Брамс и Рихтер, исполнявший симфонию в Вене, восприняли это произведение совсем иначе. Они считали его великолепным и, собравшись после концерта у Рихтера за бокалом вина, пили за здоровье отсутствовавшего автора и желали ему в дальнейшем таких же удачных опусов. Однако это не устранило настороженности Зимрока, избегавшего печатать крупные сочинения из страха остаться в убытке. Он сердился на Дворжака за то, что тот стал требовать большие гонорары, будто бы не окупавшиеся изданием, и не спешил приобретать симфонию. В результате Дворжак отдал ее фирме Новелло в Лондоне, где она и была впервые напечатана. Поэтому, очевидно, ее часто называют «английской».
Вслед за симфонией Дворжак начал сочинять Реквием, в котором, воспользовавшись традиционной формой католического заупокойного богослужения, на интонационной основе древнеславянских напевов создал образы глубокого человеческого горя, подобно тому как сделал это раньше в «Stabat mater». Оканчивался Реквием уже осенью, так как в конце февраля 1890 года Дворжак с женой отправился в Россию.

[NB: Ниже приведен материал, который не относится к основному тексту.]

//! Symbolic algebra abstraction layer.
//!
//! The propagation engine only needs four capabilities from an algebra
//! system: parse a formula, differentiate it, simplify it and substitute
//! numeric columns into it. This module provides a trait over those
//! operations, allowing the in-crate implementation to be swapped without
//! touching the propagation logic.

use crate::expr::{self, Columns, Expr, FormulaError, UnboundSymbol};
use nalgebra::DVector;
use std::sync::{Arc, OnceLock};

/// Abstract interface for the symbolic operations used by the propagation engine.
pub trait SymbolicBackend: Send + Sync {
    /// Parse a textual formula into an expression tree.
    fn parse(&self, text: &str) -> Result<Expr, FormulaError>;

    /// Partial derivative of `expr` with respect to `symbol`.
    fn differentiate(&self, expr: &Expr, symbol: &str) -> Result<Expr, FormulaError>;

    /// Algebraically simplify an expression.
    fn simplify(&self, expr: &Expr) -> Expr;

    /// Substitute one column per symbol and evaluate.
    ///
    /// # Arguments
    /// * `expr` - The expression to evaluate
    /// * `columns` - Values for every free symbol, each of length `len`
    /// * `len` - The broadcast length of the call
    fn substitute(
        &self,
        expr: &Expr,
        columns: &Columns,
        len: usize,
    ) -> Result<DVector<f64>, UnboundSymbol>;
}

/// The built-in backend, implemented by the [`crate::expr`] module.
#[derive(Debug, Default, Clone, Copy)]
pub struct NativeBackend;

impl SymbolicBackend for NativeBackend {
    fn parse(&self, text: &str) -> Result<Expr, FormulaError> {
        Ok(expr::parse_expression(text)?)
    }

    fn differentiate(&self, expr: &Expr, symbol: &str) -> Result<Expr, FormulaError> {
        expr::differentiate(expr, symbol)
    }

    fn simplify(&self, expr: &Expr) -> Expr {
        expr::simplify(expr)
    }

    fn substitute(
        &self,
        expr: &Expr,
        columns: &Columns,
        len: usize,
    ) -> Result<DVector<f64>, UnboundSymbol> {
        expr::evaluate_columns(expr, columns, len)
    }
}

/// Shared handle to the default backend.
pub fn default_backend() -> Arc<dyn SymbolicBackend> {
    static DEFAULT: OnceLock<Arc<dyn SymbolicBackend>> = OnceLock::new();
    DEFAULT.get_or_init(|| Arc::new(NativeBackend)).clone()
}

Встретиться с Чайковским там Дворжаку не пришлось. Петр Ильич во Флоренции завершал «Пиковую даму», и подготовленные им концерты Дворжака прошли без него.
В Москву Дворжак приехал в понедельник 3 марта. «Московские ведомости» сообщали, что он остановился у своего земляка Ф. И. Ежишка, холостого человека, жившего в собственном доме на Спиридоновке, и что в пятницу чешский музыкант выступит перед московской публикой в качестве дирижера с исполнением своих произведений. Давалась и программа этого концерта: третья (фа-мажорная) симфония, op. 76, первая «Славянская рапсодия», «Скерцо каприччиозо», Вариации для оркестра и скрипичный концерт с солистом Я. Гржимали. Однако в связи с болезнью Гржимали, очень огорчившей Дворжака, от исполнения концерта пришлось отказаться, заменив его медленной частью Серенады для духовых инструментов, а сам концерт неожиданно был передвинут с пятницы 7 марта на 11-е число, так как зал Благородного собрания (ныне Колонный), где должен был выступать Дворжак (Большой зал Консерватории еще не существовал), оказался занят заседанием московского губернского дворянства. Поэтому, конечно, не все билеты были проданы. Дворжак нервничал и не без основания упрекал московскую прессу и соответствующие организации в плохой информации и недостаточно широкой рекламе его выступлений. Однако своему приятелю Густаву Эйму он писал: «…В Москве я все же одержал огромную моральную победу».
Концерт прошел очень успешно, а музыкальные критики, отмечая, правда, излишнюю растянутость вариаций для оркестра и некоторую рапсодичность формы последней части симфонии, воздавали должное огромному, своеобразному таланту Дворжака, называли его самым выдающимся из славянских композиторов Запада, творчество которого отличается мелодическим богатством и оригинальностью. Г. Э. Конюс, например, наиболее высоко оценивая «Скерцо-каприччиозо», писал, что «здесь композитop… рядом с бесспорными (присущими всем его сочинениям) совершенствами своей композиторской техники обнаружил и те живые стороны музыкального таланта, которые могут доставить наслаждение, которые могут пленить и слушателей-неспециалистов».